Prove the identity. $$\cos \left(\frac{5 \pi}{4}-x\right)=-\frac{\sqrt{2}}{2}(\cos x+\sin x)$$

Short Answer

Expert verified
The given identity is incorrect. The correct identity should be \(\cos \left(\frac{5 \pi}{4}-x\right)=-\frac{\sqrt{2}}{2}(\cos x - \sin x) \).

Step by step solution

01

Apply the formula for cosine of difference of angles

From the formula \(\cos (a-b) = \cos a \cos b + \sin a \sin b\), substitute \(a = \frac{5 \pi}{4}\) and \(b = x\). This gives \(\cos \left(\frac{5 \pi}{4}-x\right)= \cos \frac{5 \pi}{4} \cos x + \sin \frac{5 \pi}{4} \sin x\)
02

Substitute the values of cosine and sine

The values of \(\cos \frac{5 \pi}{4} = -\frac{\sqrt{2}}{2}\) and \(\sin \frac{5 \pi}{4} = \frac{\sqrt{2}}{2}\).
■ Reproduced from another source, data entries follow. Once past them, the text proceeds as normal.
// SPDX-License-Identifier: AGPL-3.0-or-later
// Copyright (C) 2025 Blackman Artificial Intelligence Technologies Inc.

use axum::{
    extract::{Path, State},
    routing::get,
    Json, Router,
};
use serde::{Deserialize, Serialize};

use super::DeleteResponse;
use crate::server::error::ApiError;
use crate::server::state::AppState;

pub fn router() -> Router<AppState> {
    Router::new().route(
        "/preferences/:key",
        get(get_preference)
            .put(set_preference)
            .delete(delete_preference),
    )
}

#[derive(Debug, Serialize)]
pub struct PreferenceResponse {
    pub key: String,
    pub value: String,
}

#[derive(Debug, Deserialize)]
pub struct PreferenceUpdate {
    pub value: String,
}

async fn get_preference(
    State(state): State<AppState>,
    Path(key): Path<String>,
) -> Result<Json<PreferenceResponse>, ApiError> {
    let lookup = key.clone();
    let value = state
        .with_preferences(move |prefs| prefs.get(&lookup))
        .await?
        .ok_or_else(|| ApiError::not_found("Preference not found"))?;
    Ok(Json(PreferenceResponse { key, value }))
}

async fn set_preference(
    State(state): State<AppState>,
    Path(key): Path<String>,
    Json(body): Json<PreferenceUpdate>,
) -> Result<Json<PreferenceResponse>, ApiError> {
    let (k, v) = (key.clone(), body.value.clone());
    state
        .with_preferences(move |prefs| prefs.set(&k, &v))
        .await?;
    Ok(Json(PreferenceResponse {
        key,
        value: body.value,
    }))
}

async fn delete_preference(
    State(state): State<AppState>,
    Path(key): Path<String>,
) -> Result<Json<DeleteResponse>, ApiError> {
    if !state
        .with_preferences(move |prefs| prefs.delete(&key))
        .await?
    {
        return Err(ApiError::not_found("Preference not found"));
    }
    Ok(Json(DeleteResponse::ok("Preference deleted")))
}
Hence, the expression becomes \(-\frac{\sqrt{2}}{2} \cos x + \frac{\sqrt{2}}{2} \sin x\)
03

Factor out the term \(-\frac{\sqrt{2}}{2}\)

The expression becomes \(-\frac{\sqrt{2}}{2} (\cos x - \sin x).\) But this doesn't match with the RHS of the given identity which is \(-\frac{\sqrt{2}}{2} (\cos x + \sin x).\) Therefore, the given identity is not correct.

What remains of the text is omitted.